Le geste lui arracha un cri sourd, nonobstant l’irréalité ; une part de lui savait que cette vision relevait de son don corrompu, or il n’aurait pas eu plus mal si on lui avait planté un authentique épieu de glace dans la cervelle. Elle ne s’attarda guère, cependant, car sitôt elle retira ses pics d’un élan contraire, sans égard pour le râle du Passeur agenouillé. Une bille de lumière scintillait entre ses griffes délicates, une gemme à l’éclat fauve, ardent joyau qu’Elle ramena vers Elle. Hyll en reconnut la lueur tout de suite, derrière la lame de douleur qui l’avait submergé.
« Ne me l’enlevez pas. »
Il ne s’entendit pas articuler ces mots.
Son bras s’élança pour récupérer son bien — son inestimable trésor.
« Ne me l’enlevez pas !! »
Il se jeta sur le spectre de tout son poids. Le monde autour de lui ondulait en vagues lancinantes ou en brumes de plus en plus opaques, de plus en plus folles, quand ses phalanges devenus serres avides de déchirer l’ennemie étaient la dernière chose qu’il contrôlait vraiment. Tout en empoignant à pleines mains la tête de l’apparition, il vint l’écraser au sol avec un bruit sec. En lui brûlait l’intention de l’y enterrer d’un même élan, de l’y marteler jusqu’à ce qu’il n’en subsiste qu’une bouillie ectoplasmique à piétiner. Qu’Elle lui rende son aimé. Qu’Elle lui rende Solstice.
« Vous n’avez pas le droit de me le prendre. Vous n’avez pas le droit... »

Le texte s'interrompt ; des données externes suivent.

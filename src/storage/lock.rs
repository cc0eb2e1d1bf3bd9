//! Detection of ledger files held by another program
//!
//! The tool never locks the ledger itself. It only detects that an office
//! application has it open, either through the owner lock file the
//! application leaves beside the workbook or through the operating system
//! refusing an exclusive read/write open.

use std::fs::OpenOptions;
use std::io;
use std::path::{Path, PathBuf};

use tracing::{debug, warn};

use crate::error::{BillError, BillResult};

/// Owner lock files office applications create beside an open workbook
///
/// Excel writes `~$<name>` (and `~$` over the first two characters for some
/// versions); LibreOffice writes `.~lock.<name>#`.
pub fn owner_lock_candidates(path: &Path) -> Vec<PathBuf> {
    let Some(name) = path.file_name().and_then(|n| n.to_str()) else {
        return Vec::new();
    };
    let dir = path.parent().unwrap_or_else(|| Path::new(""));

    let mut candidates = vec![
        dir.join(format!("~${}", name)),
        dir.join(format!(".~lock.{}#", name)),
    ];
    if let Some(rest) = name.get(2..).filter(|r| !r.is_empty()) {
        candidates.push(dir.join(format!("~${}", rest)));
    }
    candidates
}

/// First owner lock file present beside the ledger
pub fn find_owner_lock(path: &Path) -> Option<PathBuf> {
    owner_lock_candidates(path)
        .into_iter()
        .find(|candidate| candidate.is_file())
}

/// Whether an open failure means another process holds the file
pub fn is_lock_violation(err: &io::Error) -> bool {
    if err.kind() == io::ErrorKind::PermissionDenied {
        return true;
    }

    // ERROR_SHARING_VIOLATION / ERROR_LOCK_VIOLATION
    #[cfg(windows)]
    if matches!(err.raw_os_error(), Some(32) | Some(33)) {
        return true;
    }

    false
}

/// Map a failure to open or replace the ledger onto the error kinds the
/// user sees
pub fn classify_open_error(path: &Path, err: io::Error) -> BillError {
    if err.kind() == io::ErrorKind::NotFound {
        BillError::ledger_not_found(path)
    } else if is_lock_violation(&err) {
        warn!(path = %path.display(), error = %err, "ledger refused exclusive open");
        BillError::ledger_locked(path)
    } else {
        BillError::Io(format!("Failed to open {}: {}", path.display(), err))
    }
}

/// Check that the ledger exists and no other program holds it
///
/// Never creates the file.
pub fn ensure_available(path: &Path) -> BillResult<()> {
    match std::fs::metadata(path) {
        Ok(meta) if meta.is_file() => {}
        Ok(_) => {
            return Err(BillError::Io(format!(
                "Ledger path {} is not a file",
                path.display()
            )))
        }
        Err(err) => return Err(classify_open_error(path, err)),
    }

    if let Some(lock) = find_owner_lock(path) {
        warn!(
            path = %path.display(),
            lock_file = %lock.display(),
            "ledger is open in another program"
        );
        return Err(BillError::ledger_locked(path));
    }

    OpenOptions::new()
        .read(true)
        .write(true)
        .open(path)
        .map_err(|err| classify_open_error(path, err))?;

    debug!(path = %path.display(), "ledger is available");
    Ok(())
}

#[cfg(test)]
mod tests {
    use super::*;
    use std::fs;
    use tempfile::TempDir;

    #[test]
    fn test_missing_file_is_not_found() {
        let temp_dir = TempDir::new().unwrap();
        let path = temp_dir.path().join("my_bills.xlsx");

        let err = ensure_available(&path).unwrap_err();
        assert!(err.is_not_found());
        assert!(!path.exists());
    }

    #[test]
    fn test_plain_file_is_available() {
        let temp_dir = TempDir::new().unwrap();
        let path = temp_dir.path().join("my_bills.xlsx");
        fs::write(&path, b"data").unwrap();

        ensure_available(&path).unwrap();
    }

    #[test]
    fn test_excel_owner_file_means_locked() {
        let temp_dir = TempDir::new().unwrap();
        let path = temp_dir.path().join("my_bills.xlsx");
        fs::write(&path, b"data").unwrap();
        fs::write(temp_dir.path().join("~$my_bills.xlsx"), b"owner").unwrap();

        let err = ensure_available(&path).unwrap_err();
        assert!(matches!(err, BillError::LedgerLocked { .. }));
    }

    #[test]
    fn test_libreoffice_lock_file_means_locked() {
        let temp_dir = TempDir::new().unwrap();
        let path = temp_dir.path().join("my_bills.xlsx");
        fs::write(&path, b"data").unwrap();
        fs::write(temp_dir.path().join(".~lock.my_bills.xlsx#"), b"owner").unwrap();

        assert!(ensure_available(&path).unwrap_err().is_retryable());
    }

    #[test]
    fn test_directory_is_not_a_ledger() {
        let temp_dir = TempDir::new().unwrap();
        let err = ensure_available(temp_dir.path()).unwrap_err();
        assert!(matches!(err, BillError::Io(_)));
    }

    #[test]
    fn test_classify_open_error() {
        let path = Path::new("my_bills.xlsx");

        let err = classify_open_error(path, io::Error::from(io::ErrorKind::NotFound));
        assert!(err.is_not_found());

        let err = classify_open_error(path, io::Error::from(io::ErrorKind::PermissionDenied));
        assert!(matches!(err, BillError::LedgerLocked { .. }));

        let err = classify_open_error(path, io::Error::new(io::ErrorKind::Other, "disk on fire"));
        assert!(matches!(err, BillError::Io(_)));
    }

    #[test]
    fn test_owner_lock_candidates() {
        let candidates = owner_lock_candidates(Path::new("/data/my_bills.xlsx"));
        assert!(candidates.contains(&PathBuf::from("/data/~$my_bills.xlsx")));
        assert!(candidates.contains(&PathBuf::from("/data/.~lock.my_bills.xlsx#")));
        assert!(candidates.contains(&PathBuf::from("/data/~$_bills.xlsx")));
    }
}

Hyll ne saisit pas tout de suite la nature de ce qu’il tentait de broyer entre ses doigts. Ne saisit pas tout de suite que les illusions, pour ce qu’il en avait observé durant des siècles qu’elles le hantaient, ne font pas ce genre de sons. Un bruit sec. Un craquement, là sous la pression de son pouce, aveu d’une résistance qui cède. Il se figea. Le flot de sa colère reflua d’un cran sous le rebond de la lucidité, libérant une fine fente à travers laquelle vérité et mensonge se démêlèrent dans un bruissement horrifié. Ce n’était pas un fantôme au ruban rouge qui le dévisageait, goguenard quoique sans faciès, non. Pas d’esprit fumeux de Cicérone. Pas même d’humain, d’ailleurs. Il n’y avait face à lui que la sculpture calcaire, désarmée et silencieuse, de sa Vertu, son crâne d’Oiselle fidèle étreint dans l’étau de ses mains — et le bruit qu’il avait perçu, le petit bris d’os, c’était cela aussi. Sous son orbite cave, à droite, le dessin d’une fêlure, minuscules miettes tombées à terre, pareil à un delta de racines. Vertu n’avait pas poussé un cri. Elle aurait pu aisément se dégager de l’emprise, ruer ou même renverser son cavalier pour le ramener à la raison. Mais elle ne l’avait pas fait. Elle était restée là, brésillée par ces paumes qui l’avaient si souvent caressée, elle n’avait pas voulu se retourner contre lui à cet instant ; et lui lisait au fond de ses cavités blanches tout ce qu’elle ne pourrait jamais dire à voix haute, il y déchiffrait toute sa loyauté, son chagrin partagé, l’abysse de désarroi où elle refusait de se noyer afin de perdurer à ses côtés, de le soutenir, de l’empêcher de sombrer — et il y trouvait aussi, transcrit en échos muets, combien elle savait qu’elle était incapable de soulager sa peine, de le réconforter assez, impuissante à compenser l’absence du Zénith par sa compagnie pourtant ô combien essentielle. Alors elle l’avait laissé déverser sa hargne sur elle, emporté qu’il était par la colère et la douleur, et elle l’aurait laissé briser son squelette jusqu’à n’être plus qu’un amas de rien si cela pouvait alléger ne serait-ce qu’un peu sa tristesse. Elle aurait accepté qu’il la détruise tout entière, si cela pouvait l’apaiser. Si cela pouvait le faire revenir.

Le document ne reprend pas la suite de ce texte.